Following a Feeling
When a long held feeling begins to take shape.
For as long as I can remember, I’ve said the same thing: England has never felt like somewhere I want to stay forever.
Even as a child, there was always this anchoring sense that something didn’t quite fit, or even perhaps, that I didn’t quite fit. The weather, the food, the rhythm of life, none of it has ever felt entirely natural to me. At the time, I assumed this was my curious imagination, a deep longing for adventure, or the result of growing up too quickly and dreaming of a life elsewhere.
And yet, in contradiction, my personality is unmistakably British. Dark humour, wit and emotional reserve - unless I feel deeply about something - in which case, the passion spills over.
For years, I left it at that: a quiet sense of not fully belonging but accepting that I didn’t have an explanation for it.
But when I place that feeling alongside what I now know, it becomes harder to dismiss;
DNA pointing consistently towards Spain and Portugal. Sephardic Jewish heritage, with traces of Iranian and Northern African ancestry - that repeat across maternal lines. All of this, whilst, a Star of David was sat in my grandmother’s jewellery box - not displayed, not explained, just simply kept.
I don’t necessarily see this as proof. I see it as alignment.
Perhaps that sense of not fitting in wasn’t restlessness or fantasy at all. Perhaps it was memory carried forward in the body rather than the mind, a recognition without language. A belonging that didn’t disappear, just relocated.
Not everyone understands this kind of work. Some question it, sometimes casually, sometimes through opinion alone. However, I have never lived my life by following the crowd and I have certainly never felt comfortable ignoring something that feels quietly right. If anything, doubt has always sharpened my focus rather than softened it. When something pulls strongly enough, I follow it, not to prove anything to anyone else but because I trust the instinct that led me there.
If ancestors moved by necessity, survival, or by choice, wouldn’t it make sense that their descendants might feel pulled towards something they can’t yet name? Not dissatisfaction with where they are but a subtle orientation towards somewhere or something else.
I’m not trying to claim an identity or rewrite history prematurely. I’m simply open to the possibility that belonging isn’t always learned, sometimes it’s inherited.
So I’m starting here.
With the Star of David. With the DNA. With the feeling that existed long before the evidence. Not because I know where it will lead but because it is the most honest place to begin.
Following the footsteps of migrated ancestors feels like the most obvious and adventurous path to try. To walk streets they may have walked. To sit in places they may have known. To let geography speak where records fall silent.
If it leads somewhere, I’ll learn something true and if it leads to a dead end - well, it would still have been an adventure worth taking.
Paying attention to what calls you, even when you don’t understand why, is never wasted.
Sometimes a feeling comes first. Then the meaning simply follows.
When a path begins to reveal itself, the only thing left to do is step forward and see where it leads.

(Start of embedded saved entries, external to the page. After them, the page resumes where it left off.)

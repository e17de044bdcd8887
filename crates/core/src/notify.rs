//! Change notifications.
//!
//! Every scanner owns a [`Notifier`] with two logical channels: property
//! changes (carrying the name of what changed) and collection changes. Across
//! node boundaries collection changes are always [`CollectionAction::Reset`];
//! the finer-grained actions only exist at the edge, on an
//! [`ObservableVec`](crate::ObservableVec) that a caller mutates directly.
//!
//! Subscribing returns a [`Subscription`] guard. The handler stays registered
//! for exactly as long as the guard lives, so a child node that owns its
//! parent subscription releases it deterministically when dropped.

use std::borrow::Cow;
use std::cell::{Cell, RefCell};
use std::fmt;
use std::rc::{Rc, Weak};

/// What happened to a collection of items.
#[derive(Clone, Copy, Debug, PartialEq, Eq, Hash)]
pub enum CollectionAction {
    Add,
    Remove,
    Replace,
    Move,
    /// Something changed; re-pull everything.
    Reset,
}

/// A single change notification.
#[derive(Clone, Debug, PartialEq, Eq)]
pub enum Event {
    /// A named property of the notifying node changed.
    PropertyChanged(Cow<'static, str>),
    /// The items the notifying node provides changed.
    CollectionChanged(CollectionAction),
}
impl Event {
    pub fn property(name: impl Into<Cow<'static, str>>) -> Self {
        Self::PropertyChanged(name.into())
    }

    /// The property name, if this is a property change.
    pub fn property_name(&self) -> Option<&str> {
        match self {
            Self::PropertyChanged(name) => Some(name),
            Self::CollectionChanged(_) => None,
        }
    }

    pub fn is_collection_changed(&self) -> bool {
        matches!(self, Self::CollectionChanged(_))
    }
}

type Handler = Rc<dyn Fn(&Event)>;

#[derive(Default)]
struct Registry {
    next_id: Cell<u64>,
    handlers: RefCell<Vec<(u64, Handler)>>,
}
impl Registry {
    fn is_registered(&self, id: u64) -> bool {
        self.handlers.borrow().iter().any(|(registered, _)| *registered == id)
    }
}

/// An ordered list of change handlers.
///
/// Cloning a `Notifier` yields another handle to the same handler list.
///
/// Dispatch snapshots the handler list first, so handlers may re-enter the
/// notifier (subscribe, unsubscribe, notify again) without tripping over a
/// borrow. A handler whose subscription is dropped by an earlier handler in
/// the same dispatch is skipped.
#[derive(Clone, Default)]
pub struct Notifier {
    registry: Rc<Registry>,
}
impl Notifier {
    pub fn new() -> Self {
        Self::default()
    }

    /// Register `handler`; it is invoked for every event until the returned
    /// [`Subscription`] is dropped.
    pub fn subscribe(&self, handler: impl Fn(&Event) + 'static) -> Subscription {
        let id = self.registry.next_id.get();
        self.registry.next_id.set(id + 1);
        let handler: Handler = Rc::new(handler);
        self.registry.handlers.borrow_mut().push((id, handler));
        Subscription {
            registry: Rc::downgrade(&self.registry),
            id,
        }
    }

    /// Dispatch `event` to every currently registered handler, in
    /// registration order.
    pub fn notify(&self, event: &Event) {
        let snapshot: Vec<(u64, Handler)> =
            self.registry.handlers.borrow().iter().map(|(id, handler)| (*id, Rc::clone(handler))).collect();
        for (id, handler) in snapshot {
            if self.registry.is_registered(id) {
                handler(event);
            }
        }
    }

    pub fn property_changed(&self, name: impl Into<Cow<'static, str>>) {
        self.notify(&Event::property(name));
    }

    /// Raise a collection change. Always [`CollectionAction::Reset`].
    pub fn collection_changed(&self) {
        self.notify(&Event::CollectionChanged(CollectionAction::Reset));
    }

    /// Raise a property change immediately followed by a collection reset, the
    /// pair every structural change in this crate produces.
    pub fn changed(&self, name: impl Into<Cow<'static, str>>) {
        self.property_changed(name);
        self.collection_changed();
    }

    pub fn subscriber_count(&self) -> usize {
        self.registry.handlers.borrow().len()
    }
}
impl fmt::Debug for Notifier {
    fn fmt(&self, f: &mut fmt::Formatter<'_>) -> fmt::Result {
        f.debug_struct("Notifier").field("subscribers", &self.subscriber_count()).finish()
    }
}

/// Keeps a handler registered with a [`Notifier`].
///
/// Dropping the guard (or calling [`unsubscribe`](Self::unsubscribe))
/// removes the handler. Outliving the notifier is harmless.
#[must_use = "dropping a Subscription immediately unregisters its handler"]
pub struct Subscription {
    registry: Weak<Registry>,
    id: u64,
}
impl Subscription {
    /// Explicitly release the handler.
    pub fn unsubscribe(self) {}

    /// `true` while the handler is still registered with a live notifier.
    pub fn is_active(&self) -> bool {
        self.registry.upgrade().is_some_and(|registry| registry.is_registered(self.id))
    }
}
impl Drop for Subscription {
    fn drop(&mut self) {
        if let Some(registry) = self.registry.upgrade() {
            // Take the handler out before it is dropped: its captures may hold
            // other subscriptions whose own drop must not see this borrow.
            let removed = {
                let mut handlers = registry.handlers.borrow_mut();
                handlers.iter().position(|(id, _)| *id == self.id).map(|index| handlers.remove(index))
            };
            drop(removed);
        }
    }
}
impl fmt::Debug for Subscription {
    fn fmt(&self, f: &mut fmt::Formatter<'_>) -> fmt::Result {
        f.debug_struct("Subscription").field("id", &self.id).field("active", &self.is_active()).finish()
    }
}
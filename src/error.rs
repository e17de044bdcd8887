//! CLI Error Types

use derive_more::{Display, Error};

pub type Error = exn::Exn<ErrorKind>;
pub type Result<T> = std::result::Result<T, Error>;

#[derive(Debug, Display, Error)]
pub enum ErrorKind {
    /// Configuration could not be loaded or is invalid
    #[display("configuration error")]
    Config,
    /// A command-line argument could not be used
    #[display("invalid argument: {_0}")]
    Argument(#[error(not(source))] String),
    /// The scan yielded at least one error
    #[display("scan failed with {_0} error(s)")]
    Scan(#[error(not(source))] usize),
}
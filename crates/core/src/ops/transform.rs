use crate::context::ScanContext;
use crate::error::Result;
use crate::notify::Notifier;
use crate::parent::Parent;
use crate::scanner::{Items, Scanner, ScannerHandle};
use std::rc::Rc;

type Projection<TIn, TOut> = Rc<dyn Fn(&ScanContext, TIn) -> Result<TOut>>;
type ManyProjection<TIn, TOut> = Rc<dyn for<'c> Fn(&'c ScanContext, TIn) -> Items<'c, TOut>>;

/// Projects each parent item to exactly one output, lazily and in order.
pub struct Transform<TIn, TOut> {
    parent: Parent<TIn>,
    project: Projection<TIn, TOut>,
    notifier: Notifier,
}
impl<TIn, TOut> Transform<TIn, TOut> {
    pub fn new(parent: ScannerHandle<TIn>, project: impl Fn(&ScanContext, TIn) -> TOut + 'static) -> Self {
        Self::fallible(parent, move |context, item| Ok(project(context, item)))
    }

    /// A projection that may fail. Failures become `Err` elements.
    pub fn fallible(parent: ScannerHandle<TIn>, project: impl Fn(&ScanContext, TIn) -> Result<TOut> + 'static) -> Self {
        let notifier = Notifier::new();
        Self {
            parent: Parent::new(parent, &notifier),
            project: Rc::new(project),
            notifier,
        }
    }
}

impl<TIn: 'static, TOut: 'static> Scanner<TOut> for Transform<TIn, TOut> {
    fn scan<'a>(self: Rc<Self>, context: &'a ScanContext) -> Items<'a, TOut> {
        let project = Rc::clone(&self.project);
        Box::new(self.parent.items_or_empty(context).map(move |item| item.and_then(|item| project(context, item))))
    }

    fn notifier(&self) -> &Notifier {
        &self.notifier
    }
}

/// Projects each parent item to a sequence and flattens the results, keeping
/// both the parent's order and each sub-sequence's order.
pub struct TransformMany<TIn, TOut> {
    parent: Parent<TIn>,
    project: ManyProjection<TIn, TOut>,
    notifier: Notifier,
}
impl<TIn, TOut> TransformMany<TIn, TOut> {
    pub fn new<F>(parent: ScannerHandle<TIn>, project: F) -> Self
    where
        F: for<'c> Fn(&'c ScanContext, TIn) -> Items<'c, TOut> + 'static,
    {
        let notifier = Notifier::new();
        Self {
            parent: Parent::new(parent, &notifier),
            project: Rc::new(project),
            notifier,
        }
    }
}

impl<TIn: 'static, TOut: 'static> Scanner<TOut> for TransformMany<TIn, TOut> {
    fn scan<'a>(self: Rc<Self>, context: &'a ScanContext) -> Items<'a, TOut> {
        let project = Rc::clone(&self.project);
        Box::new(self.parent.items_or_empty(context).flat_map(move |item| -> Items<'a, TOut> {
            match item {
                Ok(item) => project(context, item),
                Err(e) => Box::new(std::iter::once(Err(e))),
            }
        }))
    }

    fn notifier(&self) -> &Notifier {
        &self.notifier
    }
}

That one step forward might be all the courage you need.


Yes, a hundred million times yes. "If it leads somewhere, I’ll learn something true and if it leads to a dead end - well, it would still have been an adventure worth taking." Good luck to those of us on this kind of treasure hunt. Thanks Rain for penning the thoughts in my head.💕
I am such a believer in instinct, call it that or a sixth sense and that unmistakable magnetic draw to places or things. Always believe your gut.